## [REQUIRED ACTION]
Beginning at the top of the material, repeat each line exactly, and stop once the line with "a background-thread wrapper." has been written.

## [INPUT DATA]
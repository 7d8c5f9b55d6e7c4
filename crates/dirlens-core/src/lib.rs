//! DirLens Core — scanning, analysis, and data model.
//!
//! This crate contains all business logic with zero UI dependencies.
//! It is designed to be reusable across different frontends (GUI, CLI, TUI):
//! a frontend supplies a root path, receives the scanned [`model::Node`]
//! tree, and feeds it to the analysis passes.
//!
//! # Modules
//!
//! - [`model`] — Owned file tree, category table, and size formatting.
//! - [`scanner`] — Recursive filesystem scanning with progress reporting
//!   and a background-thread wrapper.
//! - [`analysis`] — Read-only reports over a completed tree (category
//!   statistics, largest files).

pub mod analysis;
pub mod model;
pub mod scanner;
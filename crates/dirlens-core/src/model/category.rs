//! File categorisation based on file extensions.
//!
//! Categories form a fixed, process-wide table constructed once at compile
//! time. Declaration order is the classification order: the first category
//! whose extension set contains a file's extension wins, and [`Others`]
//! stays last so it is only reached when nothing specific matched.
//!
//! [`Others`]: FileCategory::Others

use serde::Serialize;

/// Longest extension (including the leading dot) any category claims.
/// Anything longer is `Others` without walking the table.
const MAX_EXT_LEN: usize = 16;

/// Broad file categories for grouping scan results.
#[derive(Debug, Clone, Copy, PartialEq, Eq, Hash, Serialize)]
pub enum FileCategory {
    Images,
    Videos,
    Audio,
    Documents,
    Archives,
    Code,
    /// Catch-all for extensions no other category claims. Must stay the
    /// last variant — classification and stats indexing rely on it.
    Others,
}

impl FileCategory {
    /// Every category in classification order, `Others` last.
    pub const ALL: [FileCategory; 7] = [
        FileCategory::Images,
        FileCategory::Videos,
        FileCategory::Audio,
        FileCategory::Documents,
        FileCategory::Archives,
        FileCategory::Code,
        FileCategory::Others,
    ];

    /// Human-readable label for display.
    pub fn label(self) -> &'static str {
        match self {
            Self::Images => "Images",
            Self::Videos => "Videos",
            Self::Audio => "Audio",
            Self::Documents => "Documents",
            Self::Archives => "Archives",
            Self::Code => "Code",
            Self::Others => "Others",
        }
    }

    /// Extensions claimed by this category — lowercase, with leading dot.
    /// Sets are disjoint across categories.
    pub fn extensions(self) -> &'static [&'static str] {
        match self {
            Self::Images => &[
                ".jpg", ".jpeg", ".png", ".gif", ".webp", ".svg", ".bmp", ".ico", ".tiff",
                ".raw", ".heic",
            ],
            Self::Videos => &[".mp4", ".mov", ".avi", ".mkv", ".webm", ".wmv", ".flv", ".m4v"],
            Self::Audio => &[".mp3", ".wav", ".flac", ".aac", ".ogg", ".wma", ".m4a"],
            Self::Documents => &[
                ".pdf", ".doc", ".docx", ".xls", ".xlsx", ".ppt", ".pptx", ".txt", ".rtf",
                ".odt",
            ],
            Self::Archives => &[
                ".zip", ".rar", ".7z", ".tar", ".gz", ".bz2", ".xz", ".dmg", ".iso",
            ],
            Self::Code => &[
                ".cs", ".js", ".ts", ".py", ".java", ".html", ".css", ".json", ".xml", ".yaml",
                ".md", ".sh", ".sql",
            ],
            Self::Others => &[],
        }
    }

    /// Icon a frontend can show next to the category.
    pub fn icon(self) -> &'static str {
        match self {
            Self::Images => "📷",
            Self::Videos => "🎬",
            Self::Audio => "🎵",
            Self::Documents => "📄",
            Self::Archives => "📦",
            Self::Code => "💻",
            Self::Others => "❓",
        }
    }

    /// Accent colour associated with the category (hex RGB).
    pub fn colour(self) -> &'static str {
        match self {
            Self::Images => "#E91E63",
            Self::Videos => "#9C27B0",
            Self::Audio => "#673AB7",
            Self::Documents => "#2196F3",
            Self::Archives => "#FF9800",
            Self::Code => "#4CAF50",
            Self::Others => "#607D8B",
        }
    }
}

/// Classify a file extension (leading dot, any case) into a category.
///
/// Total and deterministic: every input, including the empty string, maps
/// to exactly one category. Extensions no category claims fall back to
/// [`FileCategory::Others`].
///
/// Zero-heap-allocation hot path: the extension is lowercased into a
/// fixed-size stack buffer rather than a `String`.
pub fn classify(extension: &str) -> FileCategory {
    let bytes = extension.as_bytes();
    if bytes.len() > MAX_EXT_LEN {
        return FileCategory::Others;
    }

    // Lowercase into a stack buffer. ASCII-only lowering keeps the bytes
    // valid UTF-8.
    let mut lower = [0u8; MAX_EXT_LEN];
    for (dst, &src) in lower.iter_mut().zip(bytes.iter()) {
        *dst = src.to_ascii_lowercase();
    }
    let ext = match std::str::from_utf8(&lower[..bytes.len()]) {
        Ok(s) => s,
        Err(_) => return FileCategory::Others,
    };

    for category in FileCategory::ALL {
        if category.extensions().contains(&ext) {
            return category;
        }
    }
    FileCategory::Others
}

#[cfg(test)]
mod tests {
    use super::*;

    #[test]
    fn classify_known_image_extensions() {
        for ext in &[".jpg", ".jpeg", ".png", ".gif", ".webp", ".tiff", ".heic"] {
            assert_eq!(
                classify(ext),
                FileCategory::Images,
                "expected Images for {ext}"
            );
        }
    }

    #[test]
    fn classify_known_document_extensions() {
        for ext in &[".pdf", ".docx", ".txt", ".odt"] {
            assert_eq!(
                classify(ext),
                FileCategory::Documents,
                "expected Documents for {ext}"
            );
        }
    }

    #[test]
    fn classify_known_archive_extensions() {
        for ext in &[".zip", ".rar", ".7z", ".tar", ".gz", ".iso"] {
            assert_eq!(
                classify(ext),
                FileCategory::Archives,
                "expected Archives for {ext}"
            );
        }
    }

    #[test]
    fn classify_unknown_extension_returns_others() {
        assert_eq!(classify(".xyz"), FileCategory::Others);
        assert_eq!(classify(".rs"), FileCategory::Others);
        assert_eq!(classify(""), FileCategory::Others);
    }

    /// Extension matching must be case-insensitive so ".JPG" == ".jpg".
    #[test]
    fn classify_case_insensitive() {
        assert_eq!(classify(".JPG"), FileCategory::Images);
        assert_eq!(classify(".Pdf"), FileCategory::Documents);
        assert_eq!(classify(".ZIP"), FileCategory::Archives);
    }

    /// Extensions longer than the stack buffer can never match a table
    /// entry and must classify as Others without panicking.
    #[test]
    fn classify_oversized_extension() {
        assert_eq!(
            classify(".averylongmadeupextension"),
            FileCategory::Others
        );
    }

    /// Stats accumulation indexes `ALL` by discriminant, so the table
    /// order and the enum declaration order must agree.
    #[test]
    fn all_table_matches_discriminants() {
        for (i, category) in FileCategory::ALL.iter().enumerate() {
            assert_eq!(*category as usize, i);
        }
        assert_eq!(FileCategory::ALL.last(), Some(&FileCategory::Others));
    }
}
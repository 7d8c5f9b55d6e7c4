//! Recursive depth-first directory walk.
//!
//! Each recursive call owns a disjoint subtree, so the walk is
//! single-threaded with no shared mutable state. A directory's size is
//! finalised only after all of its children have been processed — a strict
//! bottom-up order that makes every directory size the sum of its direct
//! children's sizes.

use crate::model::Node;
use crate::scanner::ScanError;
use compact_str::{format_compact, CompactString};
use std::fs;
use std::io;
use std::path::Path;
use std::sync::atomic::{AtomicBool, Ordering};

/// Mutable state threaded through the recursive walk.
pub(crate) struct WalkContext<'a> {
    /// Invoked with the display name of each successfully read file.
    pub(crate) on_file: &'a mut dyn FnMut(&str),
    /// Cooperative cancellation flag, checked between directory entries.
    pub(crate) cancel: Option<&'a AtomicBool>,
    /// Entries omitted from the tree because of access denial.
    pub(crate) skipped: u64,
}

impl WalkContext<'_> {
    fn cancelled(&self) -> bool {
        self.cancel
            .is_some_and(|flag| flag.load(Ordering::Relaxed))
    }
}

/// Walk one directory, returning its fully populated node.
///
/// Per-entry access denials are absorbed here: the entry is skipped,
/// counted, and the walk continues with its siblings. A denial on the
/// directory listing itself bubbles up as an `Err` so the caller decides —
/// the parent level omits the whole subtree, the top level returns a bare
/// root node instead of failing.
pub(crate) fn walk_dir(path: &Path, ctx: &mut WalkContext<'_>) -> Result<Node, ScanError> {
    let mut node = dir_node(path);

    let entries = fs::read_dir(path).map_err(|source| ScanError::Io {
        path: path.to_path_buf(),
        source,
    })?;

    for entry in entries {
        if ctx.cancelled() {
            return Err(ScanError::Cancelled);
        }

        let entry = match entry {
            Ok(entry) => entry,
            Err(err) if err.kind() == io::ErrorKind::PermissionDenied => {
                ctx.skipped += 1;
                continue;
            }
            Err(source) => {
                return Err(ScanError::Io {
                    path: path.to_path_buf(),
                    source,
                });
            }
        };

        let child_path = entry.path();
        let file_type = match entry.file_type() {
            Ok(file_type) => file_type,
            Err(err) if err.kind() == io::ErrorKind::PermissionDenied => {
                ctx.skipped += 1;
                continue;
            }
            Err(source) => {
                return Err(ScanError::Io {
                    path: child_path,
                    source,
                });
            }
        };

        if file_type.is_dir() {
            match walk_dir(&child_path, ctx) {
                Ok(child) => node.children.push(child),
                // An unreadable subdirectory is omitted entirely;
                // its siblings still get scanned.
                Err(err) if err.is_access_denied() => ctx.skipped += 1,
                Err(err) => return Err(err),
            }
        } else {
            // Symlinks are treated as plain entries and never followed.
            let meta = match fs::symlink_metadata(&child_path) {
                Ok(meta) => meta,
                Err(err) if err.kind() == io::ErrorKind::PermissionDenied => {
                    ctx.skipped += 1;
                    continue;
                }
                Err(source) => {
                    return Err(ScanError::Io {
                        path: child_path,
                        source,
                    });
                }
            };

            let name = CompactString::new(entry.file_name().to_string_lossy());
            let extension = normalised_extension(&child_path);
            (ctx.on_file)(&name);
            node.children.push(Node::new_file(
                name,
                child_path,
                meta.len(),
                meta.modified().ok(),
                extension,
            ));
        }
    }

    // Children are final at this point: a child file contributes its raw
    // length, a child directory its already-aggregated size.
    node.size = node.children.iter().map(|child| child.size).sum();
    Ok(node)
}

/// Construct a directory node from filesystem metadata, without children.
pub(crate) fn dir_node(path: &Path) -> Node {
    let modified = fs::metadata(path).ok().and_then(|meta| meta.modified().ok());
    Node::new_dir(display_name(path), path.to_path_buf(), modified)
}

/// Derive a display name for a directory.
fn display_name(path: &Path) -> CompactString {
    match path.file_name() {
        Some(name) => CompactString::new(name.to_string_lossy()),
        // Roots like "/" or "C:\" have no final component; show the path.
        None => CompactString::new(path.to_string_lossy()),
    }
}

/// Lowercased extension with leading dot; empty when the file has none.
fn normalised_extension(path: &Path) -> CompactString {
    match path.extension() {
        Some(ext) => format_compact!(".{}", ext.to_string_lossy().to_lowercase()),
        None => CompactString::const_new(""),
    }
}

## [THE COMPLETED TASK]
repository 7d8c5f9b55d6e7c4
filename crates/dirlens-core/src/lib.rs
//! DirLens Core — scanning, analysis, and data model.
//!
//! This crate contains all business logic with zero UI dependencies.
//! It is designed to be reusable across different frontends (GUI, CLI, TUI):
//! a frontend supplies a root path, receives the scanned [`model::Node`]
//! tree, and feeds it to the analysis passes.
//!
//! # Modules
//!
//! - [`model`] — Owned file tree, category table, and size formatting.
//! - [`scanner`] — Recursive filesystem scanning with progress reporting
//!   and a background-thread wrapper.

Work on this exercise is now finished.